Teri Pollard greets me as warmly as she did the first time I was at their house, and I accept lemonade and home-baked cookies from the myriad of refreshments that she offers me. I can’t help feeling sorry for her; she has devoted her life to Bobby Pollard, and if I’m right, and successful, it’s all going to come crashing down on her.
Having been a reluctant witness herself in Dylan’s case, Teri asks if I mind if she sits in on my meeting with Bobby. I tell her that’s fine, and she brings me into the den, where Bobby waits in his wheelchair. I start my conversation with either Bobby Pollard an innocent paraplegic or Bobby Pollard an injury-faking serial killer.
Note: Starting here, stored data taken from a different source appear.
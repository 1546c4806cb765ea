//! Known-marketplace registry
//!
//! `~/.claude/plugins/known_marketplaces.json` maps marketplace names to
//! their source descriptors. The registry is additive: Claude Code has no
//! marketplace-remove operation and neither does this tool.

use std::collections::BTreeMap;

use serde::{Deserialize, Serialize};

use crate::error::RegistryResult;
use crate::fsio;
use crate::paths::Paths;

/// Where a marketplace's contents come from
#[derive(Debug, Clone, PartialEq, Eq, Serialize, Deserialize)]
#[serde(tag = "source", rename_all = "lowercase")]
pub enum MarketplaceSource {
    /// GitHub repository, `owner/repo`
    Github { repo: String },
    /// Arbitrary git URL
    Git { url: String },
}

impl MarketplaceSource {
    /// The location string handed to `claude plugin marketplace add`
    #[must_use]
    pub fn location(&self) -> &str {
        match self {
            Self::Github { repo } => repo,
            Self::Git { url } => url,
        }
    }
}

/// One registered marketplace
#[derive(Debug, Clone, Serialize, Deserialize)]
#[serde(rename_all = "camelCase")]
pub struct MarketplaceEntry {
    /// Source descriptor
    pub source: MarketplaceSource,
    /// Where the marketplace checkout lives
    #[serde(skip_serializing_if = "Option::is_none")]
    pub install_location: Option<String>,
}

/// The known-marketplace registry
#[derive(Debug, Clone, Default, Serialize, Deserialize)]
#[serde(transparent)]
pub struct MarketplaceRegistry {
    entries: BTreeMap<String, MarketplaceEntry>,
}

impl MarketplaceRegistry {
    /// Load the registry, empty if the file does not exist
    ///
    /// # Errors
    /// Returns an error if the file exists but cannot be read or parsed.
    pub fn load(paths: &Paths) -> RegistryResult<Self> {
        Ok(fsio::read_json(&paths.known_marketplaces_file())?.unwrap_or_default())
    }

    /// Rewrite the whole registry file, backing up the previous copy
    ///
    /// # Errors
    /// Returns an error if the backup or the write fails.
    pub fn save(&self, paths: &Paths) -> RegistryResult<Option<String>> {
        let file = paths.known_marketplaces_file();
        let backup_id = fsio::backup_before_write(&paths.backups_dir(), &file)?;
        fsio::write_json(&file, self)?;
        Ok(backup_id)
    }

    /// Registered marketplace names
    pub fn names(&self) -> impl Iterator<Item = &String> {
        self.entries.keys()
    }

    /// Whether a marketplace is registered
    #[must_use]
    pub fn contains(&self, name: &str) -> bool {
        self.entries.contains_key(name)
    }

    /// Look up one entry
    #[must_use]
    pub fn get(&self, name: &str) -> Option<&MarketplaceEntry> {
        self.entries.get(name)
    }

    /// Register a marketplace; there is no removal counterpart by design
    pub fn add(&mut self, name: impl Into<String>, entry: MarketplaceEntry) {
        self.entries.insert(name.into(), entry);
    }

    /// Iterate entries in name order
    pub fn iter(&self) -> impl Iterator<Item = (&String, &MarketplaceEntry)> {
        self.entries.iter()
    }

    /// Number of registered marketplaces
    #[must_use]
    pub fn len(&self) -> usize {
        self.entries.len()
    }

    /// Whether the registry has no entries
    #[must_use]
    pub fn is_empty(&self) -> bool {
        self.entries.is_empty()
    }
}
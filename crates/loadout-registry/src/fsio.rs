//! Shared file helpers for the JSON registries
//!
//! Registries are always rewritten whole: read, edit in memory, write the
//! full document back. A copy of the previous file goes to the backups
//! directory before any mutation.

use std::fs;
use std::path::Path;

use chrono::Utc;
use serde::de::DeserializeOwned;
use serde::Serialize;

use crate::error::{RegistryError, RegistryResult};

/// Read and parse a JSON file, `None` if it does not exist
pub(crate) fn read_json<T: DeserializeOwned>(path: &Path) -> RegistryResult<Option<T>> {
    if !path.exists() {
        return Ok(None);
    }
    let content = fs::read_to_string(path).map_err(|e| RegistryError::io(path, &e))?;
    let value = serde_json::from_str(&content).map_err(|e| RegistryError::json(path, &e))?;
    Ok(Some(value))
}

/// Pretty-print a value to a JSON file, creating parent directories
pub(crate) fn write_json<T: Serialize>(path: &Path, value: &T) -> RegistryResult<()> {
    if let Some(parent) = path.parent() {
        fs::create_dir_all(parent).map_err(|e| RegistryError::io(parent, &e))?;
    }
    let content = serde_json::to_string_pretty(value).map_err(|e| RegistryError::json(path, &e))?;
    fs::write(path, content).map_err(|e| RegistryError::io(path, &e))
}

/// Copy the current file into the backups directory before a rewrite
///
/// Returns the backup id, or `None` when there is nothing to back up.
pub(crate) fn backup_before_write(
    backups_dir: &Path,
    path: &Path,
) -> RegistryResult<Option<String>> {
    if !path.exists() {
        return Ok(None);
    }

    fs::create_dir_all(backups_dir).map_err(|e| RegistryError::io(backups_dir, &e))?;

    let backup_id = uuid::Uuid::new_v4().to_string();
    let timestamp = Utc::now().format("%Y%m%d_%H%M%S");
    let file_name = path
        .file_name()
        .map_or_else(|| "registry".to_string(), |n| n.to_string_lossy().to_string());
    let backup_name = format!("{file_name}_{timestamp}.{}.bak", &backup_id[..8]);

    fs::copy(path, backups_dir.join(backup_name)).map_err(|e| {
        RegistryError::BackupFailed(format!("Failed to backup {}: {e}", path.display()))
    })?;

    Ok(Some(backup_id))
}
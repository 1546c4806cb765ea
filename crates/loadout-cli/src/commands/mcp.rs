//! MCP server listing command

use loadout_registry::{ClientConfig, Paths};

/// List configured MCP servers with their command lines
pub fn list(paths: &Paths, json: bool) -> anyhow::Result<()> {
    let config = ClientConfig::load(paths)?;
    let servers = config.servers();

    if json {
        println!("{}", serde_json::to_string_pretty(&servers)?);
        return Ok(());
    }

    if servers.is_empty() {
        println!("No MCP servers configured.");
        return Ok(());
    }

    println!("MCP servers:");
    for (name, server) in &servers {
        println!("  {name} - {}", server.display());
    }
    Ok(())
}
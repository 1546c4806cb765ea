//! Loadout CLI - declarative profiles for Claude Code installation state
//!
//! Provides `loadout status`, `loadout profile`, `loadout doctor`, and
//! friends. All mutating side effects go through the external `claude`
//! CLI; this binary only diffs, reconciles, and edits local JSON state.

mod commands;

use std::io::{self, Write};
use std::path::PathBuf;

use anyhow::{bail, Context};
use clap::{Parser, Subcommand};

use loadout_core::doctor;
use loadout_core::exec::{ClaudeCli, SystemRunner};
use loadout_core::profile::{suggest, ProfileStore};
use loadout_core::secrets::SecretChain;
use loadout_core::state::{ActiveState, CurrentState};
use loadout_core::ProfileDiff;
use loadout_registry::cleanup::CleanupReport;
use loadout_registry::{MarketplaceRegistry, Paths};

use commands::profile::ProfileCommands;

#[derive(Parser)]
#[command(name = "loadout")]
#[command(about = "Loadout - declarative profiles for Claude Code")]
#[command(version)]
struct Cli {
    /// Alternate root directory for all managed state (defaults to home)
    #[arg(long, global = true, value_name = "PATH")]
    config_dir: Option<PathBuf>,

    /// Never prompt; confirmations default to abort
    #[arg(long, global = true)]
    non_interactive: bool,

    #[command(subcommand)]
    command: Commands,
}

#[derive(Subcommand)]
enum Commands {
    /// Show installed state and the active profile
    Status,
    /// Run health checks
    Doctor,
    /// Prune registry entries whose install path is gone
    Cleanup {
        /// Skip confirmation prompt
        #[arg(short, long)]
        force: bool,
        /// Preview what would be pruned without changing anything
        #[arg(long)]
        dry_run: bool,
    },
    /// Enable an installed plugin
    Enable {
        /// Plugin key (name@marketplace)
        plugin: String,
    },
    /// Disable an installed plugin
    Disable {
        /// Plugin key (name@marketplace)
        plugin: String,
    },
    /// List installed plugins
    Plugins {
        /// Output as JSON
        #[arg(long)]
        json: bool,
    },
    /// List known marketplaces
    Marketplaces {
        /// Output as JSON
        #[arg(long)]
        json: bool,
    },
    /// List configured MCP servers
    Mcp {
        /// Output as JSON
        #[arg(long)]
        json: bool,
    },
    /// Manage profiles
    Profile {
        #[command(subcommand)]
        action: ProfileCommands,
    },
    /// Pick a profile for this machine and apply it
    Setup {
        /// Profile to apply (suggested from the current directory if omitted)
        #[arg(long)]
        profile: Option<String>,
    },
    /// Print the docker invocation for a profile's sandbox
    Sandbox {
        /// Profile to resolve (defaults to the active profile)
        #[arg(long)]
        profile: Option<String>,
    },
    /// Update marketplaces and re-apply the active profile
    Update {
        /// Marketplace to update (all known if omitted)
        marketplace: Option<String>,
    },
}

fn main() {
    init_tracing();

    let cli = Cli::parse();
    if let Err(e) = run(cli) {
        eprintln!("Error: {e}");
        std::process::exit(1);
    }
}

fn init_tracing() {
    use tracing_subscriber::EnvFilter;

    let filter = EnvFilter::try_from_env("LOADOUT_LOG").unwrap_or_else(|_| EnvFilter::new("warn"));
    tracing_subscriber::fmt()
        .with_writer(std::io::stderr)
        .with_env_filter(filter)
        .init();
}

fn run(cli: Cli) -> anyhow::Result<()> {
    let paths = Paths::resolve(cli.config_dir)?;
    let non_interactive = cli.non_interactive;

    match cli.command {
        Commands::Status => run_status(&paths),
        Commands::Doctor => run_doctor(&paths),
        Commands::Cleanup { force, dry_run } => {
            run_cleanup(&paths, force, dry_run, non_interactive)
        }
        Commands::Enable { plugin } => commands::plugins::set_enabled(&paths, &plugin, true),
        Commands::Disable { plugin } => commands::plugins::set_enabled(&paths, &plugin, false),
        Commands::Plugins { json } => commands::plugins::list(&paths, json),
        Commands::Marketplaces { json } => commands::marketplace::list(&paths, json),
        Commands::Mcp { json } => commands::mcp::list(&paths, json),
        Commands::Profile { action } => commands::profile::execute(action, &paths, non_interactive),
        Commands::Setup { profile } => run_setup(&paths, profile, non_interactive),
        Commands::Sandbox { profile } => run_sandbox(&paths, profile),
        Commands::Update { marketplace } => run_update(&paths, marketplace),
    }
}

/// Ask a yes/no question; non-interactive mode answers no
fn confirm(prompt: &str, non_interactive: bool) -> anyhow::Result<bool> {
    if non_interactive {
        return Ok(false);
    }
    print!("{prompt} [y/N] ");
    io::stdout().flush()?;
    let mut input = String::new();
    io::stdin().read_line(&mut input)?;
    Ok(input.trim().eq_ignore_ascii_case("y"))
}

fn run_status(paths: &Paths) -> anyhow::Result<()> {
    let state = CurrentState::observe(paths)?;
    let active = ActiveState::load(paths)?;

    println!("Installed plugins: {}", state.plugins.len());
    println!("MCP servers: {}", state.mcp_servers.len());
    println!("Marketplaces: {}", state.marketplaces.len());

    match active.profile {
        Some(name) => {
            println!("Active profile: {name}");
            if let Some(applied_at) = active.applied_at {
                println!("Last applied: {}", applied_at.format("%Y-%m-%d %H:%M"));
            }

            let store = ProfileStore::new(paths);
            match store.load(&name) {
                Ok(profile) => {
                    let diff = ProfileDiff::compute(&profile, &state);
                    if diff.plugins_to_remove.is_empty() && diff.mcp_to_remove.is_empty()
                        && diff.marketplaces_to_add.is_empty()
                    {
                        println!("State matches the profile.");
                    } else {
                        println!(
                            "Pending changes: {} removals, {} marketplace additions (run 'loadout profile use {name}')",
                            diff.plugins_to_remove.len() + diff.mcp_to_remove.len(),
                            diff.marketplaces_to_add.len()
                        );
                    }
                }
                Err(e) => println!("Active profile cannot be loaded: {e}"),
            }
        }
        None => println!("Active profile: none"),
    }

    Ok(())
}

fn run_doctor(paths: &Paths) -> anyhow::Result<()> {
    let runner = SystemRunner;
    let cli = ClaudeCli::new(&runner);
    let secrets = SecretChain::standard();

    let checks = doctor::run(paths, &cli, &secrets);
    for check in &checks {
        println!("[{}] {} - {}", check.status, check.name, check.detail);
    }

    if doctor::has_failures(&checks) {
        bail!("one or more checks failed");
    }
    Ok(())
}

fn run_cleanup(
    paths: &Paths,
    force: bool,
    dry_run: bool,
    non_interactive: bool,
) -> anyhow::Result<()> {
    let report = CleanupReport::scan(paths)?;

    if report.is_clean() {
        println!("No orphaned registry entries ({} checked).", report.checked);
        return Ok(());
    }

    println!("Orphaned registry entries:");
    for entry in &report.orphaned {
        println!("  {} (missing: {})", entry.key, entry.install_path.display());
    }

    if dry_run {
        println!("\nDry run - no changes made.");
        return Ok(());
    }

    if !force && !confirm("\nPrune these entries?", non_interactive)? {
        println!("Cancelled.");
        return Ok(());
    }

    let removed = report.prune(paths)?;
    println!("Pruned {removed} entries.");
    Ok(())
}

fn run_setup(
    paths: &Paths,
    profile_flag: Option<String>,
    non_interactive: bool,
) -> anyhow::Result<()> {
    let store = ProfileStore::new(paths);

    let name = match profile_flag {
        Some(name) => name,
        None => {
            let profiles = store.list()?;
            let cwd = std::env::current_dir().context("Failed to get current directory")?;
            let Some(suggested) = suggest(&profiles, &cwd) else {
                bail!("no profile matches this directory; pass --profile <name>");
            };

            println!("Detected profile '{}' for {}", suggested.name, cwd.display());
            let name = suggested.name.clone();
            if !non_interactive && !confirm("Apply it?", false)? {
                println!("Cancelled.");
                return Ok(());
            }
            name
        }
    };

    commands::profile::use_profile(paths, &name, false)
}

fn run_sandbox(paths: &Paths, profile_flag: Option<String>) -> anyhow::Result<()> {
    let name = match profile_flag {
        Some(name) => name,
        None => ActiveState::load(paths)?
            .profile
            .ok_or_else(|| anyhow::anyhow!("no active profile; pass --profile <name>"))?,
    };

    let store = ProfileStore::new(paths);
    let profile = store.load(&name)?;
    let sandbox = &profile.sandbox;
    let secrets = SecretChain::standard();

    let mut args: Vec<String> = vec!["run".into(), "--rm".into(), "-it".into()];
    for mount in &sandbox.mounts {
        let mut spec = format!("{}:{}", mount.source.display(), mount.target.display());
        if mount.read_only {
            spec.push_str(":ro");
        }
        args.push("-v".into());
        args.push(spec);
    }
    for (key, value) in &sandbox.env {
        args.push("-e".into());
        args.push(format!("{key}={value}"));
    }
    for (var, secret_name) in &sandbox.secrets {
        let value = secrets.resolve(secret_name)?;
        args.push("-e".into());
        args.push(format!("{var}={value}"));
    }

    println!("docker {}", args.join(" "));
    Ok(())
}

fn run_update(paths: &Paths, marketplace: Option<String>) -> anyhow::Result<()> {
    let registry = MarketplaceRegistry::load(paths)?;
    let targets: Vec<String> = match marketplace {
        Some(name) => {
            if !registry.contains(&name) {
                bail!("marketplace '{name}' is not registered");
            }
            vec![name]
        }
        None => registry.names().cloned().collect(),
    };

    if targets.is_empty() {
        println!("No marketplaces to update.");
    }

    let runner = SystemRunner;
    let cli = ClaudeCli::new(&runner);
    let mut failures = Vec::new();

    for target in &targets {
        let output = cli.marketplace_update(Some(target))?;
        if output.success {
            println!("Updated marketplace {target}");
        } else {
            let message = output.error_text();
            println!("Failed to update marketplace {target}: {message}");
            failures.push(format!("{target}: {message}"));
        }
    }

    if let Some(active) = ActiveState::load(paths)?.profile {
        println!("\nRe-applying active profile '{active}'...");
        commands::profile::use_profile(paths, &active, false)?;
    }

    if !failures.is_empty() {
        bail!("{} marketplace updates failed", failures.len());
    }
    Ok(())
}
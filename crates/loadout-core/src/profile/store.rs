//! Profile file storage
//!
//! One JSON document per profile at `<root>/.loadout/profiles/<name>.json`.

use std::fs;
use std::path::PathBuf;

use chrono::Utc;
use loadout_registry::Paths;
use tracing::debug;

use super::types::Profile;
use crate::error::{CoreError, CoreResult};

/// Validate a profile name for use as a file stem
///
/// # Errors
/// Returns an error for empty names, path separators, `..`, leading dots,
/// or null bytes.
pub fn validate_name(name: &str) -> CoreResult<()> {
    let reason = if name.is_empty() {
        Some("name cannot be empty")
    } else if name.contains('/') || name.contains('\\') {
        Some("name cannot contain path separators")
    } else if name.contains("..") {
        Some("name cannot contain '..'")
    } else if name.starts_with('.') {
        Some("name cannot start with '.'")
    } else if name.contains('\0') {
        Some("name cannot contain null bytes")
    } else {
        None
    };

    match reason {
        Some(reason) => Err(CoreError::InvalidName {
            name: name.to_string(),
            reason: reason.to_string(),
        }),
        None => Ok(()),
    }
}

/// Loads and saves profile documents
pub struct ProfileStore {
    dir: PathBuf,
}

impl ProfileStore {
    /// Create a store over the profiles directory
    #[must_use]
    pub fn new(paths: &Paths) -> Self {
        Self { dir: paths.profiles_dir() }
    }

    fn profile_path(&self, name: &str) -> CoreResult<PathBuf> {
        validate_name(name)?;
        Ok(self.dir.join(format!("{name}.json")))
    }

    /// Whether a profile exists
    #[must_use]
    pub fn exists(&self, name: &str) -> bool {
        self.profile_path(name).is_ok_and(|p| p.exists())
    }

    /// Load a profile by name
    ///
    /// # Errors
    /// Returns `ProfileNotFound` if no such profile, or an I/O or parse
    /// error for a corrupt document.
    pub fn load(&self, name: &str) -> CoreResult<Profile> {
        let path = self.profile_path(name)?;
        if !path.exists() {
            return Err(CoreError::ProfileNotFound(name.to_string()));
        }

        let content = fs::read_to_string(&path).map_err(|e| CoreError::io(&path, &e))?;
        serde_json::from_str(&content).map_err(|e| CoreError::json(&path, &e))
    }

    /// Save a profile, stamping `updated_at`
    ///
    /// # Errors
    /// Returns an error if the directory cannot be created or the write
    /// fails.
    pub fn save(&self, profile: &mut Profile) -> CoreResult<()> {
        let path = self.profile_path(&profile.name)?;
        fs::create_dir_all(&self.dir).map_err(|e| CoreError::io(&self.dir, &e))?;

        profile.updated_at = Utc::now();
        let content =
            serde_json::to_string_pretty(profile).map_err(|e| CoreError::json(&path, &e))?;
        debug!(profile = %profile.name, path = %path.display(), "saving profile");
        fs::write(&path, content).map_err(|e| CoreError::io(&path, &e))
    }

    /// List profiles in name order
    ///
    /// # Errors
    /// Returns an error if a profile document cannot be read or parsed.
    pub fn list(&self) -> CoreResult<Vec<Profile>> {
        if !self.dir.exists() {
            return Ok(Vec::new());
        }

        let mut names = Vec::new();
        let entries = fs::read_dir(&self.dir).map_err(|e| CoreError::io(&self.dir, &e))?;
        for entry in entries {
            let entry = entry.map_err(|e| CoreError::io(&self.dir, &e))?;
            let path = entry.path();
            if path.extension().is_some_and(|ext| ext == "json") {
                if let Some(stem) = path.file_stem().and_then(|s| s.to_str()) {
                    names.push(stem.to_string());
                }
            }
        }
        names.sort();

        names.iter().map(|name| self.load(name)).collect()
    }

    /// Clone a profile under a new name with fresh timestamps
    ///
    /// # Errors
    /// Returns `ProfileExists` if the destination is taken, or an I/O
    /// error from the underlying load/save.
    pub fn clone_profile(&self, source: &str, dest: &str) -> CoreResult<Profile> {
        validate_name(dest)?;
        if self.exists(dest) {
            return Err(CoreError::ProfileExists(dest.to_string()));
        }

        let mut profile = self.load(source)?;
        profile.name = dest.to_string();
        let now = Utc::now();
        profile.created_at = now;
        profile.updated_at = now;
        self.save(&mut profile)?;
        Ok(profile)
    }

    /// Delete a profile
    ///
    /// # Errors
    /// Returns `ProfileNotFound` if no such profile, or an I/O error.
    pub fn delete(&self, name: &str) -> CoreResult<()> {
        let path = self.profile_path(name)?;
        if !path.exists() {
            return Err(CoreError::ProfileNotFound(name.to_string()));
        }
        fs::remove_file(&path).map_err(|e| CoreError::io(&path, &e))
    }
}
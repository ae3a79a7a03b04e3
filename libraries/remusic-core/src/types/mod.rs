mod ids;
mod playlist;
mod track;

pub use ids::{PlaylistId, TrackId, UserId};
pub use playlist::Playlist;
pub use track::{format_duration, parse_duration, Track};
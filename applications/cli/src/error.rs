/// CLI error types
use remusic_core::CoreError;
use remusic_playback::PlaybackError;
use thiserror::Error;

pub type Result<T> = std::result::Result<T, CliError>;

#[derive(Debug, Error)]
pub enum CliError {
    #[error("Configuration error: {0}")]
    Config(String),

    #[error("Fixture error: {0}")]
    Fixture(String),

    #[error("Unknown command: {0} (try `help`)")]
    UnknownCommand(String),

    #[error("Usage: {0}")]
    Usage(&'static str),

    #[error("No user logged in (use `login <email>`)")]
    NotLoggedIn,

    #[error("Store error: {0}")]
    Store(#[from] CoreError),

    #[error("Playback error: {0}")]
    Playback(#[from] PlaybackError),

    #[error("IO error: {0}")]
    Io(#[from] std::io::Error),
}
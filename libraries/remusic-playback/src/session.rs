//! Per-user playback session
//!
//! Holds the current track, the active playlist context and the two
//! navigation structures. Only `play`, `enqueue_manual`, `advance` and
//! `rewind` change that state.

use crate::history::History;
use crate::queue::Queue;
use crate::selector::TrackSelector;
use crate::types::PlaybackConfig;
use remusic_core::{PlaylistId, Track, UserId};

/// Playback and navigation state of one user
#[derive(Debug, Clone)]
pub struct PlaybackSession {
    /// Owning user
    user: UserId,

    /// Track currently playing
    current_track: Option<Track>,

    /// Playlist being followed (None = library/general context)
    active_playlist: Option<PlaylistId>,

    /// Previously current tracks
    history: History<Track>,

    /// Manually queued tracks
    queue: Queue<Track>,
}

impl PlaybackSession {
    /// Create an idle session with unbounded history
    pub fn new(user: UserId) -> Self {
        Self::with_config(user, &PlaybackConfig::default())
    }

    /// Create an idle session using `config`
    pub fn with_config(user: UserId, config: &PlaybackConfig) -> Self {
        let history = match config.history_limit {
            Some(limit) => History::with_limit(limit),
            None => History::new(),
        };

        Self {
            user,
            current_track: None,
            active_playlist: None,
            history,
            queue: Queue::new(),
        }
    }

    // ===== State transitions =====

    /// Start playing `track` explicitly
    ///
    /// The previous track (if any) goes to history. `playlist` becomes the new
    /// navigation context; `None` switches to library mode. The caller resolves
    /// the track id beforehand and never calls this for an unknown id.
    pub fn play(&mut self, track: Track, playlist: Option<PlaylistId>) {
        self.move_to(track);
        self.active_playlist = playlist;
    }

    /// Add a track to the end of the manual queue
    pub fn enqueue_manual(&mut self, track: Track) {
        self.queue.enqueue(track);
    }

    /// Move to the next track
    ///
    /// Returns the new current track, or `None` if nothing changed.
    pub fn advance(&mut self, selector: &TrackSelector<'_>) -> Option<Track> {
        selector.next(self)
    }

    /// Move back to the previous track
    ///
    /// Returns the new current track, or `None` if nothing changed.
    pub fn rewind(&mut self, selector: &TrackSelector<'_>) -> Option<Track> {
        selector.prev(self)
    }

    // ===== Read accessors =====

    /// Owning user
    pub fn user(&self) -> &UserId {
        &self.user
    }

    /// Track currently playing
    pub fn current_track(&self) -> Option<&Track> {
        self.current_track.as_ref()
    }

    /// Playlist being followed, `None` in library context
    pub fn active_playlist(&self) -> Option<PlaylistId> {
        self.active_playlist
    }

    /// Manual queue, soonest first
    pub fn queue(&self) -> Vec<&Track> {
        self.queue.peek_all()
    }

    /// Play history, most recent first
    pub fn history(&self) -> Vec<&Track> {
        self.history.peek_all()
    }

    // ===== Selector plumbing =====

    pub(crate) fn take_queued(&mut self) -> Option<Track> {
        self.queue.dequeue()
    }

    /// Make `track` current, pushing the old current track to history
    pub(crate) fn move_to(&mut self, track: Track) {
        if let Some(previous) = self.current_track.replace(track) {
            self.history.push(previous);
        }
    }

    /// Pop history into the current slot
    pub(crate) fn step_back(&mut self) -> Option<Track> {
        let track = self.history.pop()?;
        self.current_track = Some(track.clone());
        Some(track)
    }

    /// Replace the current track without touching history
    pub(crate) fn replace_current(&mut self, track: Track) {
        self.current_track = Some(track);
    }
}
/// Playlist domain type
use crate::types::{PlaylistId, TrackId, UserId};
use serde::{Deserialize, Serialize};

/// User playlist
///
/// Holds membership only; track metadata is resolved against the catalog when
/// the playlist is listed.
#[derive(Debug, Clone, PartialEq, Eq, Serialize, Deserialize)]
pub struct Playlist {
    /// Unique playlist identifier
    pub id: PlaylistId,

    /// Owner user ID
    pub owner: UserId,

    /// Playlist name
    pub name: String,

    /// Member tracks in playlist order (no duplicates)
    #[serde(default)]
    pub track_ids: Vec<TrackId>,
}

impl Playlist {
    /// Create a new empty playlist
    pub fn new(id: PlaylistId, owner: UserId, name: impl Into<String>) -> Self {
        Self {
            id,
            owner,
            name: name.into(),
            track_ids: Vec::new(),
        }
    }

    /// Add a track at the end
    ///
    /// Returns `false` (and leaves the playlist unchanged) if the track is already a member.
    pub fn add(&mut self, track_id: TrackId) -> bool {
        if self.contains(&track_id) {
            return false;
        }
        self.track_ids.push(track_id);
        true
    }

    /// Remove a track, returning whether it was a member
    pub fn remove(&mut self, track_id: &TrackId) -> bool {
        let before = self.track_ids.len();
        self.track_ids.retain(|id| id != track_id);
        self.track_ids.len() != before
    }

    /// Check membership
    pub fn contains(&self, track_id: &TrackId) -> bool {
        self.track_ids.contains(track_id)
    }
}
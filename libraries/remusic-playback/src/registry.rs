//! Process-wide registry of playback sessions
//!
//! One session per user, created on first access after login. Sessions are
//! never evicted: the registry grows with the number of distinct users seen
//! by the process.

use crate::session::PlaybackSession;
use crate::types::PlaybackConfig;
use remusic_core::UserId;
use std::collections::HashMap;
use std::sync::{Arc, Mutex, PoisonError};
use tracing::info;

/// Session handle shared between the registry and request handlers
pub type SharedSession = Arc<Mutex<PlaybackSession>>;

/// Registry mapping users to their playback session
///
/// Only the map itself is locked here; each session has its own mutex, so
/// requests from different users never contend on session state.
#[derive(Debug, Default)]
pub struct SessionRegistry {
    sessions: Mutex<HashMap<UserId, SharedSession>>,
    config: PlaybackConfig,
}

impl SessionRegistry {
    /// Create an empty registry; new sessions use `config`
    pub fn new(config: PlaybackConfig) -> Self {
        Self {
            sessions: Mutex::new(HashMap::new()),
            config,
        }
    }

    /// Get the user's session, creating it on first access
    pub fn get_or_create(&self, user: &UserId) -> SharedSession {
        let mut sessions = self.sessions.lock().unwrap_or_else(PoisonError::into_inner);
        let session = sessions.entry(user.clone()).or_insert_with(|| {
            info!("Creating playback session for {}", user);
            Arc::new(Mutex::new(PlaybackSession::with_config(
                user.clone(),
                &self.config,
            )))
        });
        Arc::clone(session)
    }

    /// Get the user's session if one exists
    pub fn get(&self, user: &UserId) -> Option<SharedSession> {
        self.sessions
            .lock()
            .unwrap_or_else(PoisonError::into_inner)
            .get(user)
            .map(Arc::clone)
    }

    /// Users with a session, sorted
    pub fn users(&self) -> Vec<UserId> {
        let mut users: Vec<UserId> = self
            .sessions
            .lock()
            .unwrap_or_else(PoisonError::into_inner)
            .keys()
            .cloned()
            .collect();
        users.sort();
        users
    }

    /// Number of sessions
    pub fn len(&self) -> usize {
        self.sessions
            .lock()
            .unwrap_or_else(PoisonError::into_inner)
            .len()
    }

    /// Check if no session exists yet
    pub fn is_empty(&self) -> bool {
        self.len() == 0
    }
}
I don’t want to lie to him at this point, so I’m careful in how I phrase my comments and questions. “Character witnesses don’t generally add to the facts of the case, but simply offer their high opinions of the defendant. I assume your view would be that Kenny Schilling is not the type of man that would commit murder?”
He nods. “Absolutely. I know him better than anyone.”
We go through these platitudes for about ten minutes, at which point I switch to questions that Dylan might ask him, so as to prepare him. I don’t make the questions too difficult, since Dylan would have no reason to attack him.
Once we’re finished, we chat in more general terms about football and the Giants’ prospects without Kenny. His hope is to have Kenny back in a couple of weeks, which would be ample time for a play-off run.
I tell Bobby that I’ll give him at least twenty-four hours’ notice before he testifies. I leave out the part about ripping him apart on the stand and about making sure he spends the rest of his life in a seven-by-ten-foot cell. There’ll be time to tell him that later.
I head home and prepare for my meeting with Dominic Petrone. His people pick me up at eight
P.M.
sharp. Except for shrinks, mobsters are the most punctual people I know. The driver tells me to sit in the passenger seat, and I notice when I do that his partner is stationed directly behind me. I feel like Paulie being driven by Clemenza into the city to find apartments where the button men can go to the “mattresses.” This driver doesn’t have any cannoli, but if he pulls over to get out and take a piss, I’m outta here.
They drive me to the back entrance of Vico’s, an Italian restaurant in Totowa. It has always been considered a mob hangout, a rumor that I can now officially confirm.
The driver tells me to walk in through the back door, which I do. I’m met by an enormous man who frisks me and brings me into a private room where Dominic Petrone is waiting.